RECORDS PROVIDED:
※

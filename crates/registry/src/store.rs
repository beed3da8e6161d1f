//! Registry persistence
//!
//! # File format
//!
//! ```text
//! +---------------------+
//! | Magic: "VHRG"       | 4 bytes
//! | Format version      | 1 byte
//! | Payload checksum    | 8 bytes (u64 LE, xxh3-64)
//! | Payload length      | 4 bytes (u32 LE)
//! | Payload             | MessagePack RegistrySnapshot
//! +---------------------+
//! ```
//!
//! The file is always replaced whole: written to a temp file in the same
//! directory, fsynced, then renamed over the previous snapshot.

use byteorder::{LittleEndian, ReadBytesExt, WriteBytesExt};
use parking_lot::Mutex;
use serde::{Deserialize, Serialize};
use std::io::{self, Write};
use std::path::{Path, PathBuf};
use tempfile::NamedTempFile;
use tracing::debug;
use vectorhub_core::{Collection, VectorError, VectorResult};
use xxhash_rust::xxh3::xxh3_64;

/// Registry file magic bytes
pub const REGISTRY_MAGIC: [u8; 4] = *b"VHRG";

/// Current registry file format version
pub const REGISTRY_FORMAT_VERSION: u8 = 1;

/// magic(4) + version(1) + checksum(8) + length(4)
const HEADER_SIZE: usize = 17;

/// Everything the registry needs to come back after a restart
#[derive(Debug, Clone, Default, PartialEq, Serialize, Deserialize)]
pub struct RegistrySnapshot {
    /// Next collection id to hand out
    pub next_id: u64,
    /// Registered collections
    pub collections: Vec<Collection>,
}

impl RegistrySnapshot {
    /// Encode to the on-disk format
    pub fn to_bytes(&self) -> VectorResult<Vec<u8>> {
        let payload = rmp_serde::to_vec_named(self)
            .map_err(|e| VectorError::Serialization(format!("registry snapshot: {}", e)))?;
        let len = u32::try_from(payload.len()).map_err(|_| {
            VectorError::Serialization(format!(
                "registry snapshot too large: {} bytes",
                payload.len()
            ))
        })?;

        let mut bytes = Vec::with_capacity(HEADER_SIZE + payload.len());
        bytes.extend_from_slice(&REGISTRY_MAGIC);
        bytes.push(REGISTRY_FORMAT_VERSION);
        bytes
            .write_u64::<LittleEndian>(xxh3_64(&payload))
            .map_err(storage)?;
        bytes.write_u32::<LittleEndian>(len).map_err(storage)?;
        bytes.extend_from_slice(&payload);
        Ok(bytes)
    }

    /// Decode from the on-disk format
    ///
    /// # Errors
    ///
    /// `Corruption` for a short file, bad magic, unknown version, length or
    /// checksum mismatch. `Serialization` if a verified payload does not
    /// decode.
    pub fn from_bytes(bytes: &[u8]) -> VectorResult<Self> {
        if bytes.len() < HEADER_SIZE {
            return Err(VectorError::Corruption(format!(
                "registry file too short: {} bytes",
                bytes.len()
            )));
        }
        if bytes[0..4] != REGISTRY_MAGIC {
            return Err(VectorError::Corruption("bad registry magic".to_string()));
        }
        if bytes[4] != REGISTRY_FORMAT_VERSION {
            return Err(VectorError::Corruption(format!(
                "unsupported registry format version {}",
                bytes[4]
            )));
        }

        let mut header = &bytes[5..HEADER_SIZE];
        let stored = header.read_u64::<LittleEndian>().map_err(storage)?;
        let len = header.read_u32::<LittleEndian>().map_err(storage)? as usize;

        let payload = &bytes[HEADER_SIZE..];
        if payload.len() != len {
            return Err(VectorError::Corruption(format!(
                "registry payload length mismatch: header says {}, found {}",
                len,
                payload.len()
            )));
        }
        let computed = xxh3_64(payload);
        if stored != computed {
            return Err(VectorError::Corruption(format!(
                "registry checksum mismatch: stored {:016x}, computed {:016x}",
                stored, computed
            )));
        }

        rmp_serde::from_slice(payload)
            .map_err(|e| VectorError::Serialization(format!("registry snapshot: {}", e)))
    }
}

fn storage(err: io::Error) -> VectorError {
    VectorError::Storage(err.to_string())
}

/// Where registry snapshots live
///
/// Both methods are synchronous and may block on disk I/O. The registry
/// calls `save` from the blocking thread pool.
pub trait MetadataStore: Send + Sync {
    /// Load the last saved snapshot, or an empty one if nothing was saved
    fn load(&self) -> VectorResult<RegistrySnapshot>;

    /// Replace the saved snapshot
    fn save(&self, snapshot: &RegistrySnapshot) -> VectorResult<()>;
}

// =============================================================================
// In-memory store
// =============================================================================

/// Snapshot held in process memory
#[derive(Debug, Default)]
pub struct MemoryMetadataStore {
    snapshot: Mutex<RegistrySnapshot>,
}

impl MemoryMetadataStore {
    /// Empty store
    pub fn new() -> Self {
        Self::default()
    }
}

impl MetadataStore for MemoryMetadataStore {
    fn load(&self) -> VectorResult<RegistrySnapshot> {
        Ok(self.snapshot.lock().clone())
    }

    fn save(&self, snapshot: &RegistrySnapshot) -> VectorResult<()> {
        *self.snapshot.lock() = snapshot.clone();
        Ok(())
    }
}

// =============================================================================
// File store
// =============================================================================

/// Snapshot in a single file
#[derive(Debug)]
pub struct FileMetadataStore {
    path: PathBuf,
    /// Serializes writers within the process
    write_lock: Mutex<()>,
}

impl FileMetadataStore {
    /// Store at `path`. The parent directory is created on first save.
    pub fn new(path: impl Into<PathBuf>) -> Self {
        FileMetadataStore {
            path: path.into(),
            write_lock: Mutex::new(()),
        }
    }

    /// Snapshot file location
    pub fn path(&self) -> &Path {
        &self.path
    }
}

impl MetadataStore for FileMetadataStore {
    fn load(&self) -> VectorResult<RegistrySnapshot> {
        match std::fs::read(&self.path) {
            Ok(bytes) => RegistrySnapshot::from_bytes(&bytes),
            Err(e) if e.kind() == io::ErrorKind::NotFound => Ok(RegistrySnapshot::default()),
            Err(e) => Err(storage(e)),
        }
    }

    fn save(&self, snapshot: &RegistrySnapshot) -> VectorResult<()> {
        let bytes = snapshot.to_bytes()?;
        let dir = match self.path.parent() {
            Some(p) if !p.as_os_str().is_empty() => p.to_path_buf(),
            _ => PathBuf::from("."),
        };

        let _guard = self.write_lock.lock();
        std::fs::create_dir_all(&dir).map_err(storage)?;

        // Atomic write: temp + fsync + rename
        let mut tmp = NamedTempFile::new_in(&dir).map_err(storage)?;
        tmp.write_all(&bytes).map_err(storage)?;
        tmp.as_file().sync_all().map_err(storage)?;
        tmp.persist(&self.path).map_err(|e| storage(e.error))?;

        debug!(
            path = %self.path.display(),
            collections = snapshot.collections.len(),
            bytes = bytes.len(),
            "registry snapshot saved"
        );
        Ok(())
    }
}
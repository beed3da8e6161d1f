//! Unified error types for vectorhub.
//!
//! Every crate in the workspace reports [`VectorError`]. It carries the
//! offending field and limits in structured form; use [`VectorError::kind`]
//! for coarse matching and [`VectorError::to_wire`] to render it for an
//! API layer.

pub use vectorhub_core::error::{ErrorKind, VectorError, VectorResult};

/// Shorthand for [`VectorError`].
pub type Error = VectorError;

/// Result type for vectorhub operations.
pub type Result<T> = VectorResult<T>;
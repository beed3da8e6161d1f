//! Store configuration
//!
//! Everything is read once when the store is opened. Backend settings live
//! in [`BackendConfig`]; this module adds the registry location and the
//! limits the facade enforces on top of any backend.

use serde::{Deserialize, Serialize};
use std::path::PathBuf;
use std::time::Duration;
use vectorhub_backends::BackendConfig;
use vectorhub_core::{VectorError, VectorResult};

/// Default ceiling for `top_k`
pub const DEFAULT_MAX_TOP_K: usize = 1_000;
/// Default extra candidates fetched so ties at the cut-off resolve by id
pub const DEFAULT_TIE_OVERFETCH: usize = 8;
/// Default deadline for a single adapter call
pub const DEFAULT_REQUEST_TIMEOUT: Duration = Duration::from_secs(30);
/// Default number of ingestion chunks in flight per call
pub const DEFAULT_MAX_CONCURRENT_BATCHES: usize = 4;

/// Where the collection registry is persisted
#[derive(Debug, Clone, Default, PartialEq, Eq, Serialize, Deserialize)]
#[serde(tag = "type", rename_all = "lowercase")]
pub enum RegistryConfig {
    /// Process memory; lost on drop
    #[default]
    Memory,
    /// Single snapshot file
    File {
        /// Snapshot path
        path: PathBuf,
    },
}

/// Full configuration of a [`VectorStore`](crate::VectorStore)
#[derive(Debug, Clone, PartialEq, Serialize, Deserialize)]
#[serde(default)]
pub struct VectorStoreConfig {
    /// Backend to run on
    pub backend: BackendConfig,
    /// Registry persistence
    pub registry: RegistryConfig,
    /// Largest `top_k` a search may ask for
    pub max_top_k: usize,
    /// Extra candidates requested from the backend beyond `top_k`
    pub tie_overfetch: usize,
    /// Deadline for every adapter call
    #[serde(with = "millis")]
    pub request_timeout: Duration,
    /// Ingestion chunks in flight per `add_vectors` call
    pub max_concurrent_batches: usize,
}

impl Default for VectorStoreConfig {
    fn default() -> Self {
        VectorStoreConfig {
            backend: BackendConfig::default(),
            registry: RegistryConfig::default(),
            max_top_k: DEFAULT_MAX_TOP_K,
            tie_overfetch: DEFAULT_TIE_OVERFETCH,
            request_timeout: DEFAULT_REQUEST_TIMEOUT,
            max_concurrent_batches: DEFAULT_MAX_CONCURRENT_BATCHES,
        }
    }
}

impl VectorStoreConfig {
    /// Read configuration from the process environment
    ///
    /// Backend variables are documented on [`BackendConfig`]. In addition:
    ///
    /// | Variable | Default |
    /// |----------|---------|
    /// | `VECTORHUB_REGISTRY_PATH` | in-memory registry |
    /// | `VECTORHUB_MAX_TOP_K` | 1000 |
    /// | `VECTORHUB_REQUEST_TIMEOUT_MS` | 30000 |
    ///
    /// # Errors
    ///
    /// `Config` for a missing required variable or an unparsable number.
    pub fn from_env() -> VectorResult<Self> {
        Self::from_lookup(|key| std::env::var(key).ok())
    }

    /// Same as [`from_env`](Self::from_env) with an injectable lookup
    pub fn from_lookup<F>(lookup: F) -> VectorResult<Self>
    where
        F: Fn(&str) -> Option<String>,
    {
        let get = |key: &str| lookup(key).filter(|v| !v.trim().is_empty());
        let number = |key: &str| -> VectorResult<Option<u64>> {
            get(key)
                .map(|v| {
                    v.trim().parse::<u64>().map_err(|_| {
                        VectorError::Config(format!("{} must be a non-negative integer, got '{}'", key, v))
                    })
                })
                .transpose()
        };

        let mut config = VectorStoreConfig {
            backend: BackendConfig::from_lookup(&lookup)?,
            ..Default::default()
        };
        if let Some(path) = get("VECTORHUB_REGISTRY_PATH") {
            config.registry = RegistryConfig::File {
                path: PathBuf::from(path),
            };
        }
        if let Some(max) = number("VECTORHUB_MAX_TOP_K")? {
            config.max_top_k = max as usize;
        }
        if let Some(ms) = number("VECTORHUB_REQUEST_TIMEOUT_MS")? {
            config.request_timeout = Duration::from_millis(ms);
        }
        config.validate()?;
        Ok(config)
    }

    /// Check limits and backend settings without connecting
    pub fn validate(&self) -> VectorResult<()> {
        if self.max_top_k == 0 {
            return Err(VectorError::Config("max_top_k must be > 0".to_string()));
        }
        if self.max_concurrent_batches == 0 {
            return Err(VectorError::Config(
                "max_concurrent_batches must be > 0".to_string(),
            ));
        }
        if self.request_timeout.is_zero() {
            return Err(VectorError::Config(
                "request_timeout must be > 0".to_string(),
            ));
        }
        self.backend.validate()
    }
}

mod millis {
    use serde::{Deserialize, Deserializer, Serializer};
    use std::time::Duration;

    pub fn serialize<S: Serializer>(d: &Duration, s: S) -> Result<S::Ok, S::Error> {
        s.serialize_u64(d.as_millis() as u64)
    }

    pub fn deserialize<'de, D: Deserializer<'de>>(d: D) -> Result<Duration, D::Error> {
        u64::deserialize(d).map(Duration::from_millis)
    }
}
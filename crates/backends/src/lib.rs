//! Backend adapters for vectorhub
//!
//! Each adapter translates the unified contract to one physical store:
//! - [`PostgresBackend`]: PostgreSQL + pgvector, one table per collection
//! - [`PineconeBackend`]: Pinecone serverless, one index per collection
//! - [`WeaviateBackend`]: Weaviate, one class per collection
//! - [`MemoryBackend`]: in-process brute-force index
//!
//! The backend is chosen once at construction via [`connect`] and shared as
//! `Arc<dyn VectorBackend>`. Adapters are stateless between calls apart from
//! their client (pool or HTTP client).

#![warn(missing_docs)]
#![warn(clippy::all)]

pub mod config;
pub mod deadline;
pub mod factory;
mod http;
pub mod memory;
pub mod pinecone;
pub mod postgres;
pub mod weaviate;

pub use config::BackendConfig;
pub use deadline::with_deadline;
pub use factory::connect;
pub use memory::MemoryBackend;
pub use pinecone::PineconeBackend;
pub use postgres::PostgresBackend;
pub use weaviate::WeaviateBackend;

use async_trait::async_trait;
use vectorhub_core::{
    BackendType, Collection, CollectionStats, EqualityFilter, Page, SearchResult, VectorEntry,
    VectorId, VectorRecord, VectorResult,
};

/// Behaviour a backend guarantees beyond the common contract
#[derive(Debug, Clone, Copy, PartialEq, Eq)]
pub struct BackendCapabilities {
    /// Document ids are unique even under concurrent ingestion
    ///
    /// When false, ids derived from document ids make a racing duplicate
    /// overwrite the earlier vector instead of failing.
    pub strict_document_uniqueness: bool,
    /// A completed write is visible to the next search
    pub read_after_write: bool,
    /// A chunk of records is written all-or-nothing
    pub transactional_batches: bool,
    /// Largest collection dimension accepted
    pub max_dimensions: usize,
    /// Largest result count one query may ask for, if the store caps it
    pub max_top_k: Option<usize>,
}

/// k-NN request as seen by an adapter
///
/// Already validated: the vector has the collection's dimensions, the
/// filter is equality-only and `limit` is within the configured ceiling.
#[derive(Debug, Clone, PartialEq)]
pub struct BackendQuery {
    /// Query embedding
    pub vector: Vec<f32>,
    /// Number of candidates to return
    pub limit: usize,
    /// Conjunctive equality filter
    pub filter: EqualityFilter,
    /// Return stored embeddings
    pub include_vectors: bool,
}

/// Unified trait for all vector store backends
///
/// Similarities returned by [`VectorBackend::search`] are cosine similarity
/// (higher = more similar). Adapters convert native distances before
/// returning. Errors are never converted into empty results.
#[async_trait]
pub trait VectorBackend: Send + Sync {
    /// Which store this adapter talks to
    fn backend_type(&self) -> BackendType;

    /// Guarantees of this adapter
    fn capabilities(&self) -> BackendCapabilities;

    /// Number of records sent per write request
    fn batch_size(&self) -> usize;

    /// Create the physical collection
    ///
    /// "Already exists" is success, so re-creating after a partial failure
    /// is safe.
    async fn create_collection(&self, collection: &Collection) -> VectorResult<()>;

    /// Drop the physical collection and all its vectors
    ///
    /// A missing collection is success.
    async fn drop_collection(&self, collection: &Collection) -> VectorResult<()>;

    /// Write one chunk of already validated records
    ///
    /// Returns one result per record, in order. An `Err` for the whole call
    /// means the chunk failed as a unit.
    async fn add_vectors(
        &self,
        collection: &Collection,
        records: &[VectorRecord],
    ) -> VectorResult<Vec<VectorResult<VectorId>>>;

    /// Nearest neighbours of `query.vector`
    async fn search(
        &self,
        collection: &Collection,
        query: &BackendQuery,
    ) -> VectorResult<Vec<SearchResult>>;

    /// Remove vectors by id (unknown ids are ignored)
    async fn delete_vectors(&self, collection: &Collection, ids: &[VectorId]) -> VectorResult<()>;

    /// Id of the vector stored under `document_id`, if any
    async fn find_document(
        &self,
        collection: &Collection,
        document_id: &str,
    ) -> VectorResult<Option<VectorId>>;

    /// Stored vector with the given id, if any
    async fn get_vector(
        &self,
        collection: &Collection,
        id: &VectorId,
    ) -> VectorResult<Option<VectorEntry>>;

    /// One page of stored vectors in the store's listing order
    ///
    /// Integer-id stores list in id order. The page has already been
    /// validated.
    async fn list_vectors(
        &self,
        collection: &Collection,
        page: Page,
    ) -> VectorResult<Vec<VectorEntry>>;

    /// Count and backend-specific statistics
    async fn stats(&self, collection: &Collection) -> VectorResult<CollectionStats>;
}

/// Key under which adapters without a document column store the document id
pub(crate) const DOCUMENT_ID_KEY: &str = "_vh_document_id";
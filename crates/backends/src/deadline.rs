//! Client-side deadlines for adapter calls
//!
//! Expiry abandons the wait only. Work already submitted to the backend is
//! not cancelled.

use std::future::Future;
use std::time::Duration;
use vectorhub_core::{VectorError, VectorResult};

/// Run `fut`, failing with `Timeout` if it does not finish within `limit`
pub async fn with_deadline<T, F>(operation: &str, limit: Duration, fut: F) -> VectorResult<T>
where
    F: Future<Output = VectorResult<T>>,
{
    match tokio::time::timeout(limit, fut).await {
        Ok(result) => result,
        Err(_) => {
            tracing::warn!(operation, after_ms = limit.as_millis() as u64, "backend call timed out");
            Err(VectorError::Timeout {
                operation: operation.to_string(),
                after_ms: limit.as_millis() as u64,
            })
        }
    }
}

※

Copy out every line of the data in which the word "beyond" is found.

RESPONSE:
    /// Extra candidates requested from the backend beyond `top_k`
/// Behaviour a backend guarantees beyond the common contract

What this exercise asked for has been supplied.